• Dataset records
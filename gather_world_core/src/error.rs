use std::path::PathBuf;

/// Represents errors that can occur within the grid operations.
#[derive(Debug, Clone, PartialEq, Eq, thiserror::Error)]
pub enum GridError {
    #[error("Coordinates ({x}, {y}) are out of bounds for grid size ({width}, {height})")]
    OutOfBounds {
        x: usize,
        y: usize,
        width: usize,
        height: usize,
    },
    #[error("Position ({x}, {y}) is already occupied")]
    Occupied { x: usize, y: usize },
}

/// Errors produced while parsing a text board layout.
#[derive(Debug, Clone, PartialEq, thiserror::Error)]
pub enum LayoutError {
    #[error("layout is empty")]
    Empty,

    #[error("layout must be {expected}x{expected} to match the board size, found {width}x{height}")]
    SizeMismatch {
        expected: usize,
        width: usize,
        height: usize,
    },

    #[error("inconsistent width at row {row}: expected {expected}, found {found}")]
    RaggedRow {
        row: usize,
        expected: usize,
        found: usize,
    },

    #[error("unknown token '{token}' at ({x}, {y})")]
    UnknownToken { token: String, x: usize, y: usize },

    #[error(transparent)]
    Grid(#[from] GridError),
}

/// Errors that can occur when loading configuration.
#[derive(Debug, thiserror::Error)]
pub enum ConfigError {
    #[error("failed to read config file {path}: {source}")]
    FileRead {
        path: PathBuf,
        source: std::io::Error,
    },

    #[error("failed to parse TOML: {0}")]
    TomlParse(#[from] toml::de::Error),

    #[error("config validation error: {0}")]
    Validation(String),
}

/// Errors raised by the random board generator.
#[derive(Debug, thiserror::Error)]
pub enum GenerationError {
    #[error("invalid {name} distribution: {reason}")]
    Distribution { name: &'static str, reason: String },

    #[error("failed to place starting ship: {0}")]
    Placement(#[from] GridError),

    #[error(transparent)]
    Config(#[from] ConfigError),
}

• What you should do
A complete, exact copy of the entries above is what is wanted.

• Solution to this exercise
filename gather_world_core/src/error.rs
use std::path::PathBuf;

/// Represents errors that can occur within the grid operations.
#[derive(Debug, Clone, PartialEq, Eq, thiserror::Error)]
pub enum GridError {
    #[error("Coordinates ({x}, {y}) are out of bounds for grid size ({width}, {height})")]
    OutOfBounds {
        x: usize,
        y: usize,
        width: usize,
        height: usize,
    },
    #[error("Position ({x}, {y}) is already occupied")]
    Occupied { x: usize, y: usize },
}

/// Errors produced while parsing a text board layout.
#[derive(Debug, Clone, PartialEq, thiserror::Error)]
pub enum LayoutError {
    #[error("layout is empty")]
    Empty,

    #[error("layout must be {expected}x{expected} to match the board size, found {width}x{height}")]
    SizeMismatch {
        expected: usize,
        width: usize,
        height: usize,
    },

    #[error("inconsistent width at row {row}: expected {expected}, found {found}")]
    RaggedRow {
        row: usize,
        expected: usize,
        found: usize,
    },

    #[error("unknown token '{token}' at ({x}, {y})")]
    UnknownToken { token: String, x: usize, y: usize },

    #[error(transparent)]
    Grid(#[from] GridError),
}

/// Errors that can occur when loading configuration.
#[derive(Debug, thiserror::Error)]
pub enum ConfigError {
    #[error("failed to read config file {path}: {source}")]
    FileRead {
        path: PathBuf,
        source: std::io::Error,
    },

    #[error("failed to parse TOML: {0}")]
    TomlParse(#[from] toml::de::Error),

    #[error("config validation error: {0}")]
    Validation(String),
}

/// Errors raised by the random board generator.
#[derive(Debug, thiserror::Error)]
pub enum GenerationError {
    #[error("invalid {name} distribution: {reason}")]
    Distribution { name: &'static str, reason: String },

    #[error("failed to place starting ship: {0}")]
    Placement(#[from] GridError),

    #[error(transparent)]
    Config(#[from] ConfigError),
}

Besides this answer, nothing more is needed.